Le cose belle costano care. L’amore di Pasternak costerà a Olga la fortuna inestimabile. Pasternak è l’intoccabile – lasciatemi stare questo abitante delle nuvole, diceva Stalin agli aguzzini con gli artigli affilati. Pasternak sa incatenare le parole, le sa far suonare, e ha paura, controlla che non una sillaba stoni con le aspettative di regime. Attorno a lui camminano uomini morenti, poeti che temono la tirannia, e la affrontano. Marina Cvetaeva gli scrive lettere crepitanti – quanto saremmo stati felici insieme, avremmo cantato in questo e quell’altro mondo. Lui abbandona la lirica – quanto ti amo! Sono separati da chilometri, da storie in cui sono entrati a capofitto, dal disastro dei tempi, e dall’indole imbelle di Pasternak. Lei, sempre in disgrazia, senza lavoro, senza soldi, senza una mano tesa («sono sola, sono un deserto umano»), troverà un chiodo a cui impiccarsi. Anna Achmatova per la polizia culturale non è una poetessa, è metà suora e metà sgualdrina. Suo marito, il poeta Nikolaj Gumilev, era stato arrestato e fucilato per cospirazione monarchica, e Anna imparò a memoria le sue poesie perché non lasciassero traccia ma avessero un futuro. Sarà arrestato anche il secondo marito, e pure Lev, il figlio di Anna; lei trascorre l’esistenza dentro una tana di terrore e di irriducibile resistenza, coltivando ammirazione e affetto per Pasternak, il maestro che non ha mai un problema. E poi Osip Mandelstam, forse il più grande, schiena drittissima, convoca gli amici e recita un epigramma in cui Stalin è il montanaro del Cremlino, ha dita grasse come larve, baffi di scarafaggio, un antropofago per cui ogni omicidio è un banchetto. Non può durare tanta sfrontatezza.

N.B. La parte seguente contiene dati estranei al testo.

//! Error types for message socket operations.

use std::io;

use thiserror::Error;

/// Errors surfaced by message sockets and their factories.
#[derive(Debug, Error)]
pub enum SocketError {
    /// Receive window elapsed without a complete message.
    #[error("receive timed out")]
    Timeout,
    /// The socket was closed locally.
    #[error("socket is closed")]
    Closed,
    /// Send was attempted with no peer attached.
    #[error("no peer attached")]
    NoPeer,
    /// The address uses a transport the factory does not implement.
    #[error("unsupported transport '{scheme}' for endpoint {endpoint}")]
    UnsupportedTransport { scheme: String, endpoint: String },
    /// Resolving a TCP host failed.
    #[error("failed to resolve {endpoint}: {source}")]
    Resolve {
        endpoint: String,
        #[source]
        source: io::Error,
    },
    /// Binding the listener failed.
    #[error("failed to bind {endpoint}: {source}")]
    Bind {
        endpoint: String,
        #[source]
        source: io::Error,
    },
    /// A stale ipc rendezvous file could not be removed before bind.
    #[error("failed to remove stale ipc socket {path}: {source}")]
    StaleSocketCleanup {
        path: String,
        #[source]
        source: io::Error,
    },
    /// IO failure while reading or writing.
    #[error("socket IO error: {source}")]
    Io {
        #[source]
        source: io::Error,
    },
}

impl SocketError {
    pub(crate) fn from_io(source: io::Error) -> Self {
        Self::Io { source }
    }
}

Lo arrestano, lo condannano al gulag, muore durante il trasferimento. Stalin chiama Pasternak nel cuore della notte, gli chiede di Mandelstam, Pasternak balbetta, si scansa di lato, cerca di cambiare discorso, Stalin prova ribrezzo – non hai nemmeno saputo difendere un compagno, io per un amico mi sarei fatto in quattro.
Questo non è un libro, è uno strepitoso, desolante ed esaltante balletto di fantasmi che volteggiano nella più allucinata e inafferrabile dittatura del Novecento. Esaltante perché poi la soluzione è nel titolo – Il senso di colpa del dottor Zivago. Pierluigi Battista ci porta dritti verso l’unica cosa che conta delle nostre vite: non possiamo essere migliori degli altri, possiamo soltanto cercare di essere migliori di noi stessi. E dunque si deve tornare a Olga, la giovane Olga che si innamora di Pasternak sotto la statua di Puškin, e che di notte viene presa, portata alla Lubjanka, condannata ai lavori forzati. Ogni cedimento, ogni piccolo sbandamento del poeta non può che dipendere da quest’anima nera di donna. Anche Olga diventa un fantasma che danza attorno a Pasternak. Non ha saputo proteggerla, come non ha saputo proteggere la prima e la seconda moglie, ha allungato giusto qualche rublo a Mandelstam e a Cvetaeva, ha dimenticato Achmatova, ha assistito al loro tracollo e quello di tanti altri col dolore attutito dal muro di protezione che si era costruito attorno. E lì che mette mano alla sua unica opera in prosa, il romanzo progettato per decenni – Il dottor Zivago. Olga è Lara, lui è Jurij, i loro indici sono puntati dritti contro il male sovietico, e il domani non avrà pace, ma Pasternak saluterà finalmente la folla dei fantasmi guardandoli negli occhi.